The participants in this Roundtable have identified a number of concerns about the way that fuel banks for low-enriched uranium (LEU) will work in practice. Prominent in my colleagues' first-round essays was the belief that developing countries that depend on fuel banks for emergency supplies of low-enriched uranium would be forced to forgo their right under the Nuclear Non-Proliferation Treaty (NPT) to establish indigenous enrichment and reprocessing facilities. In their second-round essays, my colleagues acknowledged that the International Atomic Energy Agency (IAEA) provides explicit assurances that fuel-bank initiatives are not to diminish nations' rights in the nuclear fuel cycle.
But also worth noting, I believe, is an agency assurance regarding the IAEA LEU bank — the multilateral facility for low-enriched uranium that seems likely to be located in Kazakhstan — that the availability of fuel will not be influenced by the geopolitical relationship between customer states and the state on whose soil the fuel bank is located. "The host state," says the agency, "shall grant the agency the right to transport LEU to and from the IAEA LEU bank as determined by the agency." This should reduce concerns that political tensions between a customer state and other parties might interfere with the customer's ability to purchase low-enriched uranium.
One would think that assurances as explicit as these would put to rest most fears of potential customer nations. Indeed, I would welcome suggestions as to what more the IAEA might do to strengthen its assurances. But such is the level of mistrust prevailing between the developed and developing worlds that even signed and sealed documents are not considered sacrosanct. This is to some extent understandable. As Ta Minh Tuan has pointed out, the Nuclear Suppliers Group recently revised its guidelines on technology related to enrichment and reprocessing. And in a somewhat similar vein, the United States in 2002 withdrew from the Anti-Ballistic Missile Treaty.

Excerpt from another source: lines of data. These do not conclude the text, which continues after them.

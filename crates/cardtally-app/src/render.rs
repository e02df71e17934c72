// Plain-text rendering of UiUpdates.

use std::fmt::Write;

use cardtally_core::snapshot::LedgerSnapshot;
use cardtally_core::Phase;

use crate::config::GameType;
use crate::protocol::{UiUpdate, View};

pub const HELP: &str = "\
Commands:
  add <name>                 add a player
  remove <player>            remove a player (name or id such as p2)
  score <player> <delta>     adjust the open round (shorthand: <player> +3)
  commit                     record the open round
  reset                      clear round history, keep players
  new                        clear everything
  start <game> [highest|lowest]
                             start a configured game type or a named game
  types                      list configured game types
  show | standings | history | winner
  export                     print the current state as JSON
  quit";

/// Render an update as the text shown to the user.
pub fn render(update: &UiUpdate) -> String {
    match update {
        UiUpdate::Snapshot {
            view,
            notice,
            snapshot,
        } => {
            let mut out = String::new();
            if let Some(notice) = notice {
                let _ = writeln!(out, "{notice}");
            }
            out.push_str(&render_view(*view, snapshot));
            out
        }
        UiUpdate::GameTypes(types) => render_game_types(types),
        UiUpdate::Export(json) => json.clone(),
        UiUpdate::Help => HELP.to_string(),
        UiUpdate::Rejected(reason) => format!("rejected: {reason}"),
        UiUpdate::Quit => "bye".to_string(),
    }
}

pub fn render_view(view: View, snap: &LedgerSnapshot) -> String {
    match view {
        View::Table => render_table(snap),
        View::Standings => render_standings(snap),
        View::History => render_history(snap),
        View::Winner => render_winner(snap),
    }
}

fn heading(snap: &LedgerSnapshot) -> String {
    match (&snap.game, snap.phase) {
        (Some(game), _) => format!("{} ({}) - round {}", game.name, game.goal, snap.round_number),
        (None, Phase::Active) => format!("Round {} ({})", snap.round_number, snap.goal),
        (None, Phase::Setup) => "Setup".to_string(),
    }
}

fn name_width(snap: &LedgerSnapshot) -> usize {
    snap.players
        .iter()
        .map(|p| p.name.chars().count())
        .max()
        .unwrap_or(0)
        .max(6)
}

fn render_table(snap: &LedgerSnapshot) -> String {
    let mut out = String::new();
    let _ = writeln!(out, "{}", heading(snap));
    if snap.players.is_empty() {
        out.push_str("No players yet. Use `add <name>`.");
        return out;
    }

    let w = name_width(snap);
    let _ = writeln!(
        out,
        "{:<4} {:<w$} {:>7} {:>7} {:>7}",
        "id", "player", "total", "round", "score"
    );
    for p in &snap.players {
        let _ = writeln!(
            out,
            "{:<4} {:<w$} {:>7} {:>+7} {:>7}",
            p.id.to_string(),
            p.name,
            p.total,
            p.pending,
            p.display
        );
    }
    let gate = if snap.can_commit {
        "ready to commit"
    } else {
        "nothing to commit"
    };
    let _ = write!(out, "{} | {}", render_winner(snap), gate);
    out
}

fn render_standings(snap: &LedgerSnapshot) -> String {
    let mut out = String::new();
    let _ = writeln!(out, "Standings");
    let w = name_width(snap);
    for (rank, s) in snap.standings.iter().enumerate() {
        let _ = writeln!(out, "{:>2}. {:<w$} {:>7}", rank + 1, s.player.name, s.total);
    }
    out.push_str(&render_winner(snap));
    out
}

fn render_history(snap: &LedgerSnapshot) -> String {
    let mut out = String::new();
    if snap.rounds.is_empty() {
        out.push_str("No rounds recorded yet.");
        return out;
    }

    let cols: Vec<usize> = snap
        .players
        .iter()
        .map(|p| p.name.chars().count().max(5))
        .collect();

    let _ = write!(out, "{:>5}", "round");
    for (p, &w) in snap.players.iter().zip(&cols) {
        let _ = write!(out, " {:>w$}", p.name);
    }
    let _ = writeln!(out, " {:>7}", "total");

    for round in &snap.rounds {
        let _ = write!(out, "{:>5}", round.number);
        for (delta, &w) in round.deltas.iter().zip(&cols) {
            match delta {
                Some(d) => {
                    let _ = write!(out, " {:>+w$}", d);
                }
                None => {
                    let _ = write!(out, " {:>w$}", "-");
                }
            }
        }
        let _ = writeln!(out, " {:>7}", round.total);
    }

    let _ = write!(out, "{:>5}", "sum");
    for (p, &w) in snap.players.iter().zip(&cols) {
        let _ = write!(out, " {:>w$}", p.total);
    }
    out
}

fn render_winner(snap: &LedgerSnapshot) -> String {
    match &snap.winner {
        Some(name) => format!("Leader: {name} ({})", snap.goal),
        None => "No winner yet".to_string(),
    }
}

fn render_game_types(types: &[GameType]) -> String {
    if types.is_empty() {
        return "No game types configured.".to_string();
    }
    types
        .iter()
        .map(|t| format!("  {} ({})", t.name, t.goal))
        .collect::<Vec<_>>()
        .join("\n")
}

Meanwhile, Khaled Toukan has posed a very logical question that deserves an honest answer: Why have the United States and other developed nations gone to the trouble and expense of helping to establish fuel banks if not to stop the spread of enrichment and reprocessing technology? The charitable explanation — that fuel banks have been established to help nations develop their nuclear energy sectors — might have seemed valid in the days of "Atoms for Peace." But the world today has no space for nuclear altruism. Nor does a country such as the United States have as strong a commercial motivation to promote nuclear energy as it did when it was the world's dominant builder of reactors. Today, the United States competes with a number of other nations in exporting reactors.
Therefore, it seems best to admit that nuclear nonproliferation is the primary motivation for promoting fuel banks. But does that necessarily make fuel-bank schemes dubious or ineffective? True, nonproliferation has taken on a bad odor among many developing nations because they feel that the recognized nuclear weapon states have concentrated more effort on preventing nations from acquiring weapons than on fulfilling their own obligations under the NPT to disarm. Still, in an age of potential nuclear terrorism, does any nation favor proliferation (except perhaps proliferation that it carries out itself)?
The principle behind nonproliferation may be asymmetric and unfair, but this unfairness should not be used as an ideological instrument that allows fuel banks to be opposed in toto. A number of developing nations are starved for energy; lack the financial or technological wherewithal to build a full fuel-cycle infrastructure; and also have no intention of developing nuclear weapons. Why should these nations not benefit from fuel banks? Meanwhile, the countries that place little trust in the IAEA's assurances can wait to see how the fuel-bank schemes work out.